Oddball comparisons can be productive. In his book Corrections & Collections: Architectures for Art and Crime, Joe Day pitted prisons against museums in order to draw out analogous aesthetics such as minimalism or schematic approaches such as the Panopticon, but the power of his survey comes from using the comparative mode to shed light on shared institutional operations such as national and international expansionism or economic bolstering.

Pairing art and tech shakes loose latent similarities. Both worlds make gestures towards engagement — be they public courtyards, Instagrammable moments, or collaboration suites – and both trade in the representation of participation, privileging the idea of sharing over the action.

By changing our point of comparison we have a chance to reassess the physical details of the Hauser Wirth & Schimmel complex. Although one might reason that power-washed brick walls that are not stripped perfectly clean but instead are carefully maintained to show a patina of old paint or an artfully preserved, half-rusted, non-functional switchboard are tributes to age and labour, these are not authentic expressions of golden days of yore. Instead, these are sly signifiers of an approximated authenticity, seductive architectural equivalents of the coder's hoodie – casual, Californian, creative.

Or, as William Gibson once described his Pattern Recognition heroine's museum-grade replica of a US MA-1flying jacket: "It is an imitation more real somehow than that which it emulates."

Lastly, there's the common tension between place and placelessness. Just as startups situate their production within the context of a worldwide network of servers, platforms, and clouds, Hauser Wirth & Schimmel is also a global commercial agent. The LA complex, for all its architectural merit (it's a very nice place to see art), is merely one of six galleries under the brand. Its role is not as much to sell art, since much of that trade takes place at art fairs, but rather to act as billboard for art culture on the West Coast.

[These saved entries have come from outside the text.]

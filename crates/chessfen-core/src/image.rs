/// Borrowed interleaved RGB buffer, row-major, `data.len() == width * height * 3`.
#[derive(Clone, Copy, Debug)]
pub struct RgbImageView<'a> {
    pub width: usize,
    pub height: usize,
    pub data: &'a [u8],
}

#[derive(Clone, Debug, PartialEq, Eq)]
pub struct RgbImage {
    pub width: usize,
    pub height: usize,
    pub data: Vec<u8>,
}

impl RgbImage {
    pub fn new(width: usize, height: usize) -> Self {
        Self {
            width,
            height,
            data: vec![0u8; width * height * 3],
        }
    }

    pub fn view(&self) -> RgbImageView<'_> {
        RgbImageView {
            width: self.width,
            height: self.height,
            data: &self.data,
        }
    }

    #[inline]
    pub fn pixel(&self, x: usize, y: usize) -> [u8; 3] {
        let i = (y * self.width + x) * 3;
        [self.data[i], self.data[i + 1], self.data[i + 2]]
    }
}

#[inline]
fn get_rgb(src: &RgbImageView<'_>, x: i32, y: i32) -> [f32; 3] {
    if x < 0 || y < 0 || x >= src.width as i32 || y >= src.height as i32 {
        return [0.0; 3];
    }
    let i = (y as usize * src.width + x as usize) * 3;
    [
        src.data[i] as f32,
        src.data[i + 1] as f32,
        src.data[i + 2] as f32,
    ]
}

/// Bilinear sample of all three channels; pixels outside the image read as black.
#[inline]
pub fn sample_bilinear_rgb(src: &RgbImageView<'_>, x: f32, y: f32) -> [u8; 3] {
    let x0 = x.floor() as i32;
    let y0 = y.floor() as i32;
    let fx = x - x0 as f32;
    let fy = y - y0 as f32;

    let p00 = get_rgb(src, x0, y0);
    let p10 = get_rgb(src, x0 + 1, y0);
    let p01 = get_rgb(src, x0, y0 + 1);
    let p11 = get_rgb(src, x0 + 1, y0 + 1);

    let mut out = [0u8; 3];
    for c in 0..3 {
        let a = p00[c] + fx * (p10[c] - p00[c]);
        let b = p01[c] + fx * (p11[c] - p01[c]);
        out[c] = (a + fy * (b - a)).round().clamp(0.0, 255.0) as u8;
    }
    out
}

But even that function is hedged. Unlike most museums, which are rooted in edifices dedicated to civil service, the gallery doesn't own its LA buildings. In 2014, Hauser & Wirth signed a 10-year lease on what is now the compound. The gallery's flexibility to manoeuvre its location with the flow of the market makes its investment in Downtown Los Angeles as speculative as any tech unicorn.


Mimi Zeiger is a Los Angeles-based journalist and critic. She has covered art, architecture, urbanism and design for a number of publications including The New York Times, Domus, Dwell, Architects Newspaper, and Architect.